Ultimately, these approaches are short-term salves for 2022’s tax season but don’t address the much deeper structural problem at the IRS. Had Congress funded the IRS adequately for the past decade, it would have entered the pandemic with the resources it needed – and would not have millions of tax returns waiting to be processed. The IRS and Treasury have worked closely with legislators to highlight these needs, and this year’s House-passed omnibus represents the largest funding increase for the agency in the last two decades. This is a meaningful step that will help the IRS hire thousands of new employees and secure contractor support that will expedite the processing of returns and correspondence.
But it is far from sufficient.
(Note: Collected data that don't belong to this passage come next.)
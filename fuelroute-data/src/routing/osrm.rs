//! OSRM API response types for the Route service.
//!
//! Only the fields needed to build a [`fuelroute_core::RouteResult`] are
//! modelled. Steps are kept as raw JSON because callers display them without
//! interpreting their structure.
//!
//! See: <http://project-osrm.org/docs/v5.24.0/api/#route-service>

use serde::Deserialize;
use serde_json::Value;

/// OSRM Route API response.
#[derive(Debug, Deserialize)]
pub struct RouteResponse {
    /// Status code from OSRM.
    ///
    /// Common values:
    /// - `"Ok"` - Request was successful
    /// - `"NoRoute"` - No route found between the points
    /// - `"NoSegment"` - A coordinate could not be snapped to the network
    /// - `"InvalidQuery"` - Invalid query parameters
    pub code: String,

    /// Optional error message when `code` is not `"Ok"`.
    pub message: Option<String>,

    /// Candidate routes, best first. Absent on error responses.
    #[serde(default)]
    pub routes: Vec<OsrmRoute>,
}

impl RouteResponse {
    /// Check if the response indicates success.
    #[must_use]
    pub fn is_ok(&self) -> bool {
        self.code == "Ok"
    }
}

/// One route in a [`RouteResponse`].
#[derive(Debug, Deserialize)]
pub struct OsrmRoute {
    /// Full-overview geometry requested with `geometries=geojson`.
    pub geometry: OsrmGeometry,
    /// One leg per pair of consecutive waypoints.
    #[serde(default)]
    pub legs: Vec<OsrmLeg>,
    /// Travel time in seconds.
    pub duration: f64,
    /// Travel distance in metres.
    pub distance: f64,
}

/// GeoJSON `LineString` geometry.
#[derive(Debug, Deserialize)]
pub struct OsrmGeometry {
    /// Positions as `[lng, lat]` pairs.
    pub coordinates: Vec<[f64; 2]>,
}

/// Route leg between two waypoints.
#[derive(Debug, Deserialize)]
pub struct OsrmLeg {
    /// Turn-by-turn steps, present when requested with `steps=true`.
    #[serde(default)]
    pub steps: Vec<Value>,
}

#[cfg(test)]
mod tests {
    use super::*;

    #[test]
    fn deserialise_success_response() {
        let json = r#"{
            "code": "Ok",
            "waypoints": [],
            "routes": [{
                "geometry": {
                    "type": "LineString",
                    "coordinates": [[-67.1, -17.9], [-67.2, -18.0]]
                },
                "legs": [{
                    "steps": [{ "name": "Avenida Tacna", "maneuver": { "type": "depart" } }],
                    "summary": "",
                    "duration": 900.0,
                    "distance": 15000.0
                }],
                "duration": 900.0,
                "distance": 15000.0,
                "weight": 900.0
            }]
        }"#;

        let response: RouteResponse = serde_json::from_str(json).expect("should deserialise");

        assert!(response.is_ok());
        assert!(response.message.is_none());
        let route = response.routes.first().expect("one route");
        assert_eq!(route.geometry.coordinates, vec![[-67.1, -17.9], [-67.2, -18.0]]);
        assert_eq!(route.legs.len(), 1);
        assert_eq!(route.legs[0].steps[0]["name"], "Avenida Tacna");
        assert_eq!(route.duration, 900.0);
        assert_eq!(route.distance, 15_000.0);
    }

    #[test]
    fn deserialise_error_response() {
        let json = r#"{
            "code": "NoRoute",
            "message": "Impossible route between points"
        }"#;

        let response: RouteResponse = serde_json::from_str(json).expect("should deserialise");

        assert!(!response.is_ok());
        assert_eq!(
            response.message.as_deref(),
            Some("Impossible route between points")
        );
        assert!(response.routes.is_empty());
    }

    #[test]
    fn deserialise_leg_without_steps() {
        let json = r#"{
            "code": "Ok",
            "routes": [{
                "geometry": { "coordinates": [] },
                "legs": [{}],
                "duration": 0.0,
                "distance": 0.0
            }]
        }"#;

        let response: RouteResponse = serde_json::from_str(json).expect("should deserialise");

        assert!(response.routes[0].legs[0].steps.is_empty());
    }

    #[test]
    fn reject_geometry_with_short_positions() {
        let json = r#"{
            "code": "Ok",
            "routes": [{
                "geometry": { "coordinates": [[-67.1]] },
                "legs": [],
                "duration": 0.0,
                "distance": 0.0
            }]
        }"#;

        assert!(serde_json::from_str::<RouteResponse>(json).is_err());
    }
}
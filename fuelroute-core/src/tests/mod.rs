//! Behaviour scenarios for the route calculator.
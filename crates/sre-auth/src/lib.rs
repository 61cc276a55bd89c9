//! Cross-account AWS credential broker for the SRE assistant.
//!
//! This crate assumes configured IAM roles through STS, caches the temporary
//! credentials per role, and hands out ready-to-use AWS client configurations
//! for either an assumed role or the ambient identity of the process.

pub mod broker;
pub mod clock;
pub mod config;
pub mod credentials;
pub mod error;
pub mod factory;
pub mod providers;

pub use broker::{CredentialBroker, IdentitySummary, RoleSelector};
pub use clock::{Clock, ManualClock, SystemClock};
pub use config::{BrokerConfig, RoleBinding, RoleBindingBuilder, RoleBindingSpec};
pub use credentials::{CacheEntry, CacheInfo, SAFETY_BUFFER, TemporaryCredentials};
pub use error::{AssumeRoleFailure, AuthError, Result};
pub use factory::{
    AwsClientFactory, ClientFactory, ClientHandle, ClientIdentity, ClientOptions, ClientRequest,
    FactoryError,
};
pub use providers::{
    CallerIdentity, ExchangeError, ExchangeErrorKind, ExchangeRequest, IssuedCredentials,
    TokenService, sts::StsTokenService,
};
The agency needs stable, long-term funding to be able to modernize outdated technological infrastructure and transition much of its manual work into automated processes that will be more efficient. IRS employees should not be hand-transcribing paper returns. Taxpayers should interact with the agency using state-of-the-art online tools. And every taxpayer who wants to call the IRS with a question should have their call and questions answered promptly. Providing the IRS the resources it needs to rebuild and modernize into the 21st century is critical to ensuring that the agency is able to serve the American people and the nation.